LateBehaviourUpdate costs 1.17ms, but the sum of all its children is 0.81ms. That’s a difference of 0.36ms and I would like to understand what that is.
What’s the 0.36ms? How can I find out?
Profiled IL2Cpp build:
LateBehaviourUpdate costs 1.17ms, but the sum of all its children is 0.81ms. That’s a difference of 0.36ms and I would like to understand what that is.
What’s the 0.36ms? How can I find out?
Profiled IL2Cpp build:
I am curious myself if my assumptions (I think someone once told me 25 years ago or so) hold true because I just came to accept these numbers to never match up.

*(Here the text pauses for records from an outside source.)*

//! Legacy decoder front door
//!
//! - [`parser`] runs the section grammars and collects deprecation warnings
//! - [`error`] defines [`SyntaxError`] and the [`Diagnostic`] banner
//! - [`emitter`] renders a canonical mapping back into legacy text

pub mod emitter;
pub mod error;
pub mod parser;

pub use emitter::emit;
pub use error::{Diagnostic, SyntaxError, SyntaxResult, DEFAULT_FILENAME};
pub use parser::{
    parse_string, parse_string_named, parse_string_with_preferences, DecodedInput,
    DeprecationWarning, LegacyParser,
};

/// Check that every syntax code has registry metadata
pub fn init_syntax_logging() -> Result<(), String> {
    use crate::logging::codes::{get_error_metadata, syntax};

    let syntax_codes = [
        syntax::UNEXPECTED_TOKEN,
        syntax::UNEXPECTED_END_OF_INPUT,
        syntax::MISSING_END,
        syntax::MISSING_QUIT,
        syntax::MISSING_REQUIRED_DIRECTIVE,
        syntax::DUPLICATE_DIRECTIVE,
        syntax::INVALID_CHOICE,
        syntax::VALUE_OUT_OF_RANGE,
        syntax::DIRECTIVE_NOT_ALLOWED,
        syntax::MISSING_SECTION,
        syntax::TOO_MANY_SECTIONS,
        syntax::DEPRECATED_KEYWORD,
    ];

    for code in &syntax_codes {
        if get_error_metadata(code.as_str()).is_none() {
            return Err(format!(
                "Syntax error code {} not found in metadata registry",
                code.as_str()
            ));
        }
    }

    Ok(())
}

#[cfg(test)]
mod tests {
    use super::*;

    #[test]
    fn test_syntax_codes_registered() {
        assert!(init_syntax_logging().is_ok());
    }
}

As far as I understand profilers, and I believe this sort of thing is common with all of them, there’s always some unaccounted overhead, usually the method call itself. The parent sums up the method call overhead but the profiler markers for a given method start and end within a method, and thus does not include the call overhead (things like: putting parameters on the stack, jumping to the first method instruction address, loading the return value onto the stack)
My understanding is that the 1.17 ms includes both the measuring and method call overhead of everything going on “inside” that profiler marker. Then, all the numbers you see as “0.00” aren’t exactly existing outside of time and space, they’re likely just rounded down to 0.00.
There may be several 0.004999s shown as “0.00” that could amount to a good portion of the “missing” time, depending on how far down these zeros reach. On the screenshot alone it may amount to .05 ms but the 0s probably go further down quite a bit, so perhaps it could be .10 ms or more.
yes, I believe this is what is the biggest contributor to the unknown here.
The “total time of a sample” == “sum of all child samples” + “self time”, so the visible time would be 0.81+0.22=1.03, and we have 1.17-1.03=0.14ms of unaccounted time.
Given that we round all numbers to the x.00 it could totally be that there are numbers which have third decimal digit <5 and thus the hidden accumulated number can be e.g. 23*0.0049 = 0.1127ms.
There is still a gap which could be also that there are more child samples or that there is a floating point accuracy issue - we store sample time as floats.